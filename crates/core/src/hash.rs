//! Content hashing for the trace cache and object store.
//!
//! Everything the engine identifies — files, directory trees, recipe code,
//! tools, request keys — is a 32-byte SHA-256 value. Directory trees hash
//! deterministically: entries are sorted by name and each entry contributes
//! its name hash and its recursive content hash, folded together with XOR.

use std::fmt;
use std::fs::{self, File};
use std::io::{BufReader, Read};
use std::path::Path;

use sha2::{Digest, Sha256};
use tracing::warn;

use crate::{Error, Result};

/// Size of a hash in bytes.
pub const HASH_LEN: usize = 32;

/// A 256-bit content hash.
#[derive(Clone, Copy, PartialEq, Eq, Hash, PartialOrd, Ord, Default)]
pub struct Hash(pub [u8; HASH_LEN]);

impl Hash {
    /// The all-zero hash, used as the XOR-fold accumulator seed and as the
    /// "no module" marker for tools.
    pub const ZERO: Hash = Hash([0u8; HASH_LEN]);

    pub fn is_zero(&self) -> bool {
        self.0 == [0u8; HASH_LEN]
    }

    /// Encode as a fixed 64-character lowercase hex string.
    pub fn to_hex(&self) -> String {
        hex::encode(self.0)
    }

    /// Decode from a 64-character hex string.
    ///
    /// Rejects non-hex characters and any other length.
    pub fn from_hex(s: &str) -> Result<Hash> {
        if s.len() != 2 * HASH_LEN {
            return Err(Error::InvalidHex(s.to_string()));
        }
        let bytes = hex::decode(s).map_err(|_| Error::InvalidHex(s.to_string()))?;
        let mut out = [0u8; HASH_LEN];
        out.copy_from_slice(&bytes);
        Ok(Hash(out))
    }

    /// Fold another hash into this one with XOR.
    ///
    /// XOR is commutative and associative, so a set of hashes folds to the
    /// same value regardless of the order they are combined in.
    pub fn combine(&mut self, other: &Hash) {
        for (a, b) in self.0.iter_mut().zip(other.0.iter()) {
            *a ^= b;
        }
    }

    /// Consuming variant of [`Hash::combine`].
    pub fn combined(mut self, other: &Hash) -> Hash {
        self.combine(other);
        self
    }
}

impl fmt::Display for Hash {
    fn fmt(&self, f: &mut fmt::Formatter<'_>) -> fmt::Result {
        f.write_str(&self.to_hex())
    }
}

impl fmt::Debug for Hash {
    fn fmt(&self, f: &mut fmt::Formatter<'_>) -> fmt::Result {
        write!(f, "Hash({})", &self.to_hex()[..12])
    }
}

/// Hash an in-memory byte slice.
pub fn hash_bytes(data: &[u8]) -> Hash {
    let mut hasher = Sha256::new();
    hasher.update(data);
    Hash(hasher.finalize().into())
}

/// Hash a file's contents, streaming in 8 KiB chunks.
pub fn hash_file(path: &Path) -> Result<Hash> {
    let file = File::open(path)?;
    let mut reader = BufReader::new(file);
    let mut hasher = Sha256::new();

    let mut buffer = [0u8; 8192];
    loop {
        let n = reader.read(&mut buffer)?;
        if n == 0 {
            break;
        }
        hasher.update(&buffer[..n]);
    }

    Ok(Hash(hasher.finalize().into()))
}

/// Hash a file or directory tree.
///
/// A regular file hashes identically to [`hash_file`]. A directory hashes
/// its children in sorted-name order, folding `hash_bytes(name)` and the
/// child's recursive tree hash into an all-zero accumulator with XOR, so two
/// directories with the same name-to-content mapping hash equal no matter
/// what order their entries were created in.
///
/// A child that cannot be read is skipped with a warning rather than
/// aborting the whole tree; partially readable trees still hash.
pub fn hash_tree(path: &Path) -> Result<Hash> {
    let meta = fs::metadata(path)?;
    if !meta.is_dir() {
        return hash_file(path);
    }

    let mut names: Vec<String> = Vec::new();
    for entry in fs::read_dir(path)? {
        let entry = entry?;
        names.push(entry.file_name().to_string_lossy().into_owned());
    }
    names.sort();

    let mut acc = Hash::ZERO;
    for name in &names {
        let child = path.join(name);
        match hash_tree(&child) {
            Ok(child_hash) => {
                acc.combine(&hash_bytes(name.as_bytes()));
                acc.combine(&child_hash);
            }
            Err(err) => {
                warn!(path = %child.display(), error = %err, "skipping unreadable tree entry");
            }
        }
    }

    Ok(acc)
}
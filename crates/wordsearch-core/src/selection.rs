use crate::error::{PuzzleError, Result};
use crate::Position;

/// On-screen size of one grid cell, in the shell's pixel units
#[derive(Debug, Clone, Copy, PartialEq, Eq)]
pub struct CellSize {
    pub width: u32,
    pub height: u32,
}

impl Default for CellSize {
    fn default() -> Self {
        Self {
            width: 50,
            height: 50,
        }
    }
}

impl CellSize {
    pub fn new(width: u32, height: u32) -> Result<Self> {
        if width == 0 || height == 0 {
            return Err(PuzzleError::InvalidCellSize);
        }
        Ok(Self { width, height })
    }

    /// Cell under a pixel offset from the grid's top-left corner.
    ///
    /// Returns `None` above or left of the grid. Cells past the far edges are
    /// returned as-is; callers check them against the grid dimension.
    pub fn cell_at(&self, x: i32, y: i32) -> Option<Position> {
        if x < 0 || y < 0 {
            return None;
        }
        Some(Position::new(
            x as usize / self.width as usize,
            y as usize / self.height as usize,
        ))
    }
}

/// Phase of the drag gesture
#[derive(Debug, Clone, Copy, PartialEq, Eq)]
pub enum DragState {
    Idle,
    Dragging,
}

/// Cells visited during one drag, in the order first visited
#[derive(Debug, Clone, Default, PartialEq, Eq)]
pub struct SelectionTrace {
    cells: Vec<Position>,
    strayed: bool,
}

impl SelectionTrace {
    /// Add a cell unless it is already in the trace
    pub fn push(&mut self, pos: Position) {
        if !self.cells.contains(&pos) {
            self.cells.push(pos);
        }
    }

    /// Record that the pointer left the grid
    pub fn stray(&mut self) {
        self.strayed = true;
    }

    pub fn cells(&self) -> &[Position] {
        &self.cells
    }

    pub fn contains(&self, pos: Position) -> bool {
        self.cells.contains(&pos)
    }

    pub fn is_empty(&self) -> bool {
        self.cells.is_empty()
    }

    pub fn has_strayed(&self) -> bool {
        self.strayed
    }

    /// Cells sorted ascending, the form matched against placements
    pub fn canonical(&self) -> Vec<Position> {
        let mut sorted = self.cells.clone();
        sorted.sort();
        sorted
    }
}

/// Turns pointer samples into a selection trace
#[derive(Debug, Clone)]
pub struct SelectionController {
    state: DragState,
    trace: SelectionTrace,
}

impl Default for SelectionController {
    fn default() -> Self {
        Self::new()
    }
}

impl SelectionController {
    pub fn new() -> Self {
        Self {
            state: DragState::Idle,
            trace: SelectionTrace::default(),
        }
    }

    pub fn state(&self) -> DragState {
        self.state
    }

    pub fn trace(&self) -> &SelectionTrace {
        &self.trace
    }

    /// Start a new gesture, dropping anything left from the last one
    pub fn begin(&mut self) {
        self.state = DragState::Dragging;
        self.trace = SelectionTrace::default();
    }

    /// Feed the cell under the pointer. Ignored while idle.
    pub fn sample(&mut self, pos: Position, dimension: usize) {
        if self.state != DragState::Dragging {
            return;
        }
        if pos.in_bounds(dimension) {
            self.trace.push(pos);
        } else {
            self.trace.stray();
        }
    }

    /// Feed a point that is off the grid entirely
    pub fn sample_outside(&mut self) {
        if self.state == DragState::Dragging {
            self.trace.stray();
        }
    }

    /// End the gesture and hand back what was selected.
    ///
    /// Returns `None` when no drag was in progress.
    pub fn finish(&mut self) -> Option<SelectionTrace> {
        if self.state != DragState::Dragging {
            return None;
        }
        self.state = DragState::Idle;
        Some(std::mem::take(&mut self.trace))
    }
}
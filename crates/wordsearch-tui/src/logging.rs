use anyhow::{Context, Result};
use std::fs;
use std::path::{Path, PathBuf};
use tracing_appender::non_blocking::WorkerGuard;

/// Default log directory under the platform's local data dir
pub fn default_log_dir() -> PathBuf {
    dirs::data_local_dir()
        .unwrap_or_else(|| PathBuf::from("."))
        .join("wordsearch")
        .join("logs")
}

/// Send tracing output to a daily log file.
///
/// The terminal belongs to the UI, so nothing is logged to stdout or stderr.
/// Keep the returned guard alive until exit so buffered lines are flushed.
pub fn init(dir: &Path) -> Result<WorkerGuard> {
    fs::create_dir_all(dir)
        .with_context(|| format!("creating log directory {}", dir.display()))?;

    let appender = tracing_appender::rolling::daily(dir, "wordsearch.log");
    let (writer, guard) = tracing_appender::non_blocking(appender);

    tracing_subscriber::fmt()
        .with_env_filter(
            tracing_subscriber::EnvFilter::from_default_env()
                .add_directive(tracing::Level::INFO.into()),
        )
        .with_writer(writer)
        .with_ansi(false)
        .try_init()
        .map_err(|e| anyhow::anyhow!(e))
        .context("installing log subscriber")?;

    Ok(guard)
}
use crossterm::style::Color;

/// Color theme for the TUI
#[derive(Debug, Clone)]
pub struct Theme {
    /// Theme name shown when cycling
    pub name: &'static str,
    /// Background color
    pub bg: Color,
    /// Default text color
    pub fg: Color,
    /// Grid frame color
    pub border: Color,
    /// Letter tile color
    pub letter: Color,
    /// Background of cells in the drag in progress
    pub selected_bg: Color,
    /// Background of cells whose word was found
    pub found_bg: Color,
    /// Found words and the win banner
    pub success: Color,
    /// Info panel text color
    pub info: Color,
    /// Key binding text color
    pub key: Color,
    /// Error message color
    pub error: Color,
}

impl Default for Theme {
    fn default() -> Self {
        Self::dark()
    }
}

impl Theme {
    /// Dark theme (default)
    pub fn dark() -> Self {
        Self {
            name: "Dark",
            bg: Color::Rgb { r: 20, g: 22, b: 30 },
            fg: Color::Rgb { r: 230, g: 230, b: 240 },
            border: Color::Rgb { r: 75, g: 75, b: 75 },
            letter: Color::Rgb { r: 255, g: 255, b: 255 },
            selected_bg: Color::Rgb { r: 70, g: 90, b: 140 },
            found_bg: Color::Rgb { r: 30, g: 60, b: 40 },
            success: Color::Rgb { r: 90, g: 255, b: 130 },
            info: Color::Rgb { r: 160, g: 165, b: 185 },
            key: Color::Rgb { r: 255, g: 210, b: 100 },
            error: Color::Rgb { r: 255, g: 90, b: 90 },
        }
    }

    /// Light theme
    pub fn light() -> Self {
        Self {
            name: "Light",
            bg: Color::Rgb { r: 248, g: 248, b: 252 },
            fg: Color::Rgb { r: 30, g: 30, b: 40 },
            border: Color::Rgb { r: 180, g: 180, b: 195 },
            letter: Color::Rgb { r: 0, g: 0, b: 0 },
            selected_bg: Color::Rgb { r: 180, g: 200, b: 255 },
            found_bg: Color::Rgb { r: 200, g: 235, b: 205 },
            success: Color::Rgb { r: 40, g: 160, b: 60 },
            info: Color::Rgb { r: 90, g: 90, b: 110 },
            key: Color::Rgb { r: 200, g: 120, b: 20 },
            error: Color::Rgb { r: 220, g: 50, b: 50 },
        }
    }

    /// High contrast theme
    pub fn high_contrast() -> Self {
        Self {
            name: "High contrast",
            bg: Color::Black,
            fg: Color::White,
            border: Color::Grey,
            letter: Color::Yellow,
            selected_bg: Color::Blue,
            found_bg: Color::DarkGreen,
            success: Color::Green,
            info: Color::Grey,
            key: Color::Yellow,
            error: Color::Red,
        }
    }

    /// All themes in cycling order
    pub fn all() -> [Theme; 3] {
        [Self::dark(), Self::light(), Self::high_contrast()]
    }
}
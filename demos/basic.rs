//! Basic example of using the word search engine

use wordsearch_core::{
    Alphabet, Difficulty, GeneratorConfig, InputEvent, Orientation, Placement, Position, Puzzle,
    SelectionOutcome, WordBank,
};

fn main() {
    // Generate a puzzle
    println!("Generating a Medium puzzle...\n");
    let bank = WordBank::builtin().expect("built-in word bank should parse");
    let config = GeneratorConfig::default().seeded(2024);
    let mut puzzle = Puzzle::from_difficulty(&bank, Difficulty::Medium, &config)
        .expect("built-in words should fit the default grid");

    println!("{}", puzzle.grid());
    for placement in puzzle.remaining() {
        println!(
            "{:<8} {:<14} from {}",
            placement.word(),
            placement.orientation().to_string(),
            placement.cells()[0]
        );
    }

    // Solve it by dragging each word from its far end
    println!("\nSolving...\n");
    let placements = puzzle.remaining().to_vec();
    for placement in &placements {
        puzzle.handle_event(InputEvent::DragStart);
        for pos in placement.cells().iter().rev() {
            puzzle.handle_event(InputEvent::CellEntered(*pos));
        }
        match puzzle.handle_event(InputEvent::DragEnd) {
            SelectionOutcome::Found(found) => println!("Found {}", found.word()),
            SelectionOutcome::Completed(found) => println!("Found {}. Congrats!", found.word()),
            other => println!("Unexpected outcome: {:?}", other),
        }
    }
    println!("\n{}", puzzle.grid());

    // Hand-placed words on a tiny grid with the legacy filler pool
    println!("--- Hand-placed puzzle ---\n");
    let cat = Placement::new("CAT", Orientation::LeftToRight, Position::new(0, 1), 4)
        .expect("CAT fits a 4x4 grid");
    let tiny = Puzzle::from_placements(4, vec![cat], &Alphabet::legacy(), 7)
        .expect("one word fits a 4x4 grid");
    println!("{}", tiny.grid());

    // Words that cannot fit fail before play starts
    let too_many = ["ABCD", "EFGH", "IJKL", "MNOP", "Q"];
    match Puzzle::generate(&too_many, &GeneratorConfig::with_dimension(4)) {
        Ok(_) => println!("Unexpectedly placed an overfilled list"),
        Err(e) => println!("Rejected: {}", e),
    }
}
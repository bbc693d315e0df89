use crate::cli::Settings;
use crate::theme::Theme;
use anyhow::{Context, Result};
use crossterm::event::{KeyCode, KeyEvent, MouseButton, MouseEvent, MouseEventKind};
use std::time::Duration;
use wordsearch_core::{Difficulty, GeneratorConfig, InputEvent, Puzzle, SelectionOutcome};

/// Redraw rate while playing (~60 FPS)
pub const TICK_RATE: Duration = Duration::from_millis(16);

/// Ticks a status message stays up (~3 seconds)
const MESSAGE_TICKS: u32 = 180;

/// Result of handling an input event
pub enum AppAction {
    Continue,
    Quit,
}

/// Current screen state
#[derive(Debug, Clone, Copy, PartialEq, Eq)]
pub enum ScreenState {
    /// Normal gameplay
    Playing,
    /// Every word found
    Win,
}

/// Menu state
#[derive(Debug, Clone, Copy, PartialEq, Eq)]
pub enum MenuState {
    None,
    NewGame,
}

/// The main application state
pub struct App {
    /// Current puzzle
    pub puzzle: Puzzle,
    /// Tier of the current puzzle
    pub difficulty: Difficulty,
    /// Words found so far, in the order found
    pub found: Vec<String>,
    /// Color theme
    pub theme: Theme,
    theme_index: usize,
    /// Message to display
    pub message: Option<String>,
    /// Whether the message reports a failure
    pub message_is_error: bool,
    message_timer: u32,
    /// Current screen state
    pub screen_state: ScreenState,
    /// Current menu state
    pub menu: MenuState,
    /// Selected menu item
    pub menu_selection: usize,
    /// Terminal cell of the grid's top-left letter, set by the renderer
    pub grid_origin: (u16, u16),
    settings: Settings,
    games_started: u64,
}

impl App {
    /// Start the first game with the configured tier
    pub fn new(settings: Settings) -> Result<Self> {
        let difficulty = settings.difficulty;
        let puzzle = Self::build_puzzle(&settings, difficulty, 0)
            .with_context(|| format!("starting a {} game", difficulty))?;

        Ok(Self {
            puzzle,
            difficulty,
            found: Vec::new(),
            theme: Theme::dark(),
            theme_index: 0,
            message: None,
            message_is_error: false,
            message_timer: 0,
            screen_state: ScreenState::Playing,
            menu: MenuState::None,
            menu_selection: 0,
            grid_origin: (1, 1),
            settings,
            games_started: 1,
        })
    }

    /// Each new game in a seeded session gets its own derived seed
    fn build_puzzle(
        settings: &Settings,
        difficulty: Difficulty,
        game_number: u64,
    ) -> wordsearch_core::Result<Puzzle> {
        let config = GeneratorConfig {
            seed: settings.config.seed.map(|s| s.wrapping_add(game_number)),
            ..settings.config.clone()
        };
        Puzzle::from_difficulty(&settings.bank, difficulty, &config)?.with_cell_size(
            settings.cell_width.into(),
            settings.cell_height.into(),
        )
    }

    pub fn settings(&self) -> &Settings {
        &self.settings
    }

    /// Replace the puzzle with a fresh one, keeping the old one on failure
    pub fn new_game(&mut self, difficulty: Difficulty) {
        match Self::build_puzzle(&self.settings, difficulty, self.games_started) {
            Ok(puzzle) => {
                self.games_started += 1;
                self.puzzle = puzzle;
                self.difficulty = difficulty;
                self.found.clear();
                self.screen_state = ScreenState::Playing;
                self.menu = MenuState::None;
                self.show_message(&format!("New {} game", difficulty));
            }
            Err(e) => {
                tracing::error!(error = %e, %difficulty, "Could not start game");
                self.show_error(&format!("Could not start: {}", e));
            }
        }
    }

    /// Update timers (called every tick)
    pub fn tick(&mut self) {
        if self.message_timer > 0 {
            self.message_timer -= 1;
            if self.message_timer == 0 {
                self.message = None;
            }
        }
    }

    /// Show a temporary message
    pub fn show_message(&mut self, msg: &str) {
        self.message = Some(msg.to_string());
        self.message_is_error = false;
        self.message_timer = MESSAGE_TICKS;
    }

    fn show_error(&mut self, msg: &str) {
        self.show_message(msg);
        self.message_is_error = true;
    }

    /// Handle a key press
    pub fn handle_key(&mut self, key: KeyEvent) -> AppAction {
        if self.menu != MenuState::None {
            return self.handle_menu_key(key);
        }

        match key.code {
            KeyCode::Char('q') | KeyCode::Esc => return AppAction::Quit,
            KeyCode::Char('n') => {
                self.puzzle.cancel_drag();
                self.menu = MenuState::NewGame;
                self.menu_selection = Difficulty::all_levels()
                    .iter()
                    .position(|&d| d == self.difficulty)
                    .unwrap_or(0);
            }
            KeyCode::Enter if self.screen_state == ScreenState::Win => {
                self.new_game(self.difficulty);
            }
            KeyCode::Char('r') => self.new_game(self.difficulty),
            KeyCode::Char('t') => {
                let themes = Theme::all();
                self.theme_index = (self.theme_index + 1) % themes.len();
                self.theme = themes[self.theme_index].clone();
                self.show_message(&format!("{} theme", self.theme.name));
            }
            _ => {}
        }
        AppAction::Continue
    }

    fn handle_menu_key(&mut self, key: KeyEvent) -> AppAction {
        let levels = Difficulty::all_levels();
        match key.code {
            KeyCode::Esc | KeyCode::Char('q') => self.menu = MenuState::None,
            KeyCode::Up | KeyCode::Char('k') => {
                self.menu_selection = self.menu_selection.saturating_sub(1);
            }
            KeyCode::Down | KeyCode::Char('j') => {
                self.menu_selection = (self.menu_selection + 1).min(levels.len() - 1);
            }
            KeyCode::Char(c @ '1'..='3') => {
                let index = c as usize - '1' as usize;
                self.new_game(levels[index]);
            }
            KeyCode::Enter | KeyCode::Char(' ') => {
                let difficulty = levels[self.menu_selection.min(levels.len() - 1)];
                self.new_game(difficulty);
            }
            _ => {}
        }
        AppAction::Continue
    }

    /// Translate a mouse event into puzzle input
    pub fn handle_mouse(&mut self, mouse: MouseEvent) {
        if self.menu != MenuState::None || self.screen_state != ScreenState::Playing {
            self.puzzle.cancel_drag();
            return;
        }

        let x = i32::from(mouse.column) - i32::from(self.grid_origin.0);
        let y = i32::from(mouse.row) - i32::from(self.grid_origin.1);

        let outcome = match mouse.kind {
            MouseEventKind::Down(MouseButton::Left) => {
                self.puzzle.handle_event(InputEvent::DragStart);
                self.puzzle.handle_event(InputEvent::PointerMoved { x, y })
            }
            MouseEventKind::Drag(MouseButton::Left) => {
                self.puzzle.handle_event(InputEvent::PointerMoved { x, y })
            }
            MouseEventKind::Up(MouseButton::Left) => self.puzzle.handle_event(InputEvent::DragEnd),
            _ => return,
        };

        self.apply_outcome(outcome);
    }

    fn apply_outcome(&mut self, outcome: SelectionOutcome) {
        match outcome {
            SelectionOutcome::Tracking | SelectionOutcome::Miss | SelectionOutcome::Finished => {}
            SelectionOutcome::Found(placement) => {
                let remaining = self.puzzle.remaining().len();
                self.show_message(&format!(
                    "Found {}! {} {} left",
                    placement.word(),
                    remaining,
                    if remaining == 1 { "word" } else { "words" }
                ));
                self.found.push(placement.word().to_string());
            }
            SelectionOutcome::Completed(placement) => {
                self.found.push(placement.word().to_string());
                self.screen_state = ScreenState::Win;
                self.show_message("Congrats! Every word found");
            }
        }
    }
}

#[cfg(test)]
mod tests {
    use super::*;
    use crossterm::event::{KeyEventKind, KeyEventState, KeyModifiers};
    use wordsearch_core::{Alphabet, Position, WordBank};

    fn settings(seed: u64) -> Settings {
        Settings {
            difficulty: Difficulty::Easy,
            bank: WordBank::builtin().unwrap(),
            config: GeneratorConfig::default().seeded(seed),
            cell_width: 3,
            cell_height: 1,
        }
    }

    fn key(code: KeyCode) -> KeyEvent {
        KeyEvent {
            code,
            modifiers: KeyModifiers::NONE,
            kind: KeyEventKind::Press,
            state: KeyEventState::NONE,
        }
    }

    fn mouse(kind: MouseEventKind, column: u16, row: u16) -> MouseEvent {
        MouseEvent {
            kind,
            column,
            row,
            modifiers: KeyModifiers::NONE,
        }
    }

    /// Drag across a word's cells from its last cell to its first
    fn drag_word(app: &mut App, cells: &[Position]) {
        let (ox, oy) = app.grid_origin;
        let at = |pos: &Position| (ox + pos.x as u16 * 3 + 1, oy + pos.y as u16);

        let mut path = cells.iter().rev();
        let first = path.next().unwrap();
        let (c, r) = at(first);
        app.handle_mouse(mouse(MouseEventKind::Down(MouseButton::Left), c, r));
        for pos in path {
            let (c, r) = at(pos);
            app.handle_mouse(mouse(MouseEventKind::Drag(MouseButton::Left), c, r));
        }
        app.handle_mouse(mouse(MouseEventKind::Up(MouseButton::Left), c, r));
    }

    #[test]
    fn test_new_app() {
        let app = App::new(settings(1)).unwrap();
        assert_eq!(app.difficulty, Difficulty::Easy);
        assert_eq!(app.screen_state, ScreenState::Playing);
        assert!(app.found.is_empty());
        assert_eq!(app.puzzle.dimension(), 12);
    }

    #[test]
    fn test_mouse_drag_finds_words_and_wins() {
        let mut app = App::new(settings(3)).unwrap();
        app.grid_origin = (5, 2);

        let placements = app.puzzle.remaining().to_vec();
        for placement in &placements {
            drag_word(&mut app, placement.cells());
        }

        assert_eq!(app.found.len(), placements.len());
        assert_eq!(app.screen_state, ScreenState::Win);
        assert!(app.puzzle.is_complete());
    }

    #[test]
    fn test_drag_off_grid_misses() {
        let mut app = App::new(settings(4)).unwrap();
        app.grid_origin = (5, 2);
        let cells = app.puzzle.remaining()[0].cells().to_vec();

        app.handle_mouse(mouse(MouseEventKind::Down(MouseButton::Left), 0, 0));
        for pos in &cells {
            let column = 5 + pos.x as u16 * 3;
            let row = 2 + pos.y as u16;
            app.handle_mouse(mouse(MouseEventKind::Drag(MouseButton::Left), column, row));
        }
        app.handle_mouse(mouse(MouseEventKind::Up(MouseButton::Left), 0, 0));

        assert!(app.found.is_empty());
        assert_eq!(app.puzzle.found_count(), 0);
    }

    #[test]
    fn test_new_game_menu() {
        let mut app = App::new(settings(5)).unwrap();
        app.handle_key(key(KeyCode::Char('n')));
        assert_eq!(app.menu, MenuState::NewGame);
        assert_eq!(app.menu_selection, 0);

        app.handle_key(key(KeyCode::Down));
        app.handle_key(key(KeyCode::Down));
        app.handle_key(key(KeyCode::Enter));
        assert_eq!(app.menu, MenuState::None);
        assert_eq!(app.difficulty, Difficulty::Hard);
    }

    #[test]
    fn test_menu_mid_drag_drops_highlight() {
        let mut app = App::new(settings(5)).unwrap();
        let (ox, oy) = app.grid_origin;
        app.handle_mouse(mouse(MouseEventKind::Down(MouseButton::Left), ox + 1, oy));
        app.handle_mouse(mouse(MouseEventKind::Drag(MouseButton::Left), ox + 4, oy));
        assert!(app.puzzle.is_dragging());

        app.handle_key(key(KeyCode::Char('n')));
        app.handle_mouse(mouse(MouseEventKind::Up(MouseButton::Left), ox + 4, oy));
        app.handle_key(key(KeyCode::Esc));

        assert_eq!(app.menu, MenuState::None);
        assert!(!app.puzzle.is_dragging());
        assert!(app.puzzle.trace().is_empty());
    }

    #[test]
    fn test_restart_changes_seeded_board() {
        let mut app = App::new(settings(6)).unwrap();
        let before = app.puzzle.grid().to_string();
        app.handle_key(key(KeyCode::Char('r')));
        assert_ne!(app.puzzle.grid().to_string(), before);
    }

    #[test]
    fn test_failed_new_game_keeps_puzzle() {
        let mut settings = settings(7);
        settings.bank = WordBank::from_json(r#"{"Easy": ["CAT", "DOG"]}"#).unwrap();
        let mut app = App::new(settings).unwrap();

        app.new_game(Difficulty::Hard);
        assert_eq!(app.difficulty, Difficulty::Easy);
        assert!(app.message_is_error);
    }

    #[test]
    fn test_theme_cycles() {
        let mut app = App::new(settings(8)).unwrap();
        app.handle_key(key(KeyCode::Char('t')));
        assert_eq!(app.theme.name, "Light");
        app.handle_key(key(KeyCode::Char('t')));
        app.handle_key(key(KeyCode::Char('t')));
        assert_eq!(app.theme.name, "Dark");
    }

    #[test]
    fn test_quit() {
        let mut app = App::new(settings(9)).unwrap();
        assert!(matches!(app.handle_key(key(KeyCode::Char('q'))), AppAction::Quit));
    }

    #[test]
    fn test_filler_setting_reaches_board() {
        let mut settings = settings(10);
        settings.config.filler = Alphabet::from_letters("Q").unwrap();
        let app = App::new(settings).unwrap();
        let filler_letters: Vec<char> = app
            .puzzle
            .rows()
            .flatten()
            .filter(|t| t.source() == wordsearch_core::TileSource::Filler)
            .map(|t| t.letter())
            .collect();
        assert!(filler_letters.iter().all(|&c| c == 'Q'));
    }
}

- Activity
Restate, word for word and with nothing added, the lines from the first line of the listing through the one where "PartialOrd, Ord, Default)]" stands.

- Completed task
filename crates/core/src/hash.rs
//! Content hashing for the trace cache and object store.
//!
//! Everything the engine identifies — files, directory trees, recipe code,
//! tools, request keys — is a 32-byte SHA-256 value. Directory trees hash
//! deterministically: entries are sorted by name and each entry contributes
//! its name hash and its recursive content hash, folded together with XOR.

use std::fmt;
use std::fs::{self, File};
use std::io::{BufReader, Read};
use std::path::Path;

use sha2::{Digest, Sha256};
use tracing::warn;

use crate::{Error, Result};

/// Size of a hash in bytes.
pub const HASH_LEN: usize = 32;

/// A 256-bit content hash.
#[derive(Clone, Copy, PartialEq, Eq, Hash, PartialOrd, Ord, Default)]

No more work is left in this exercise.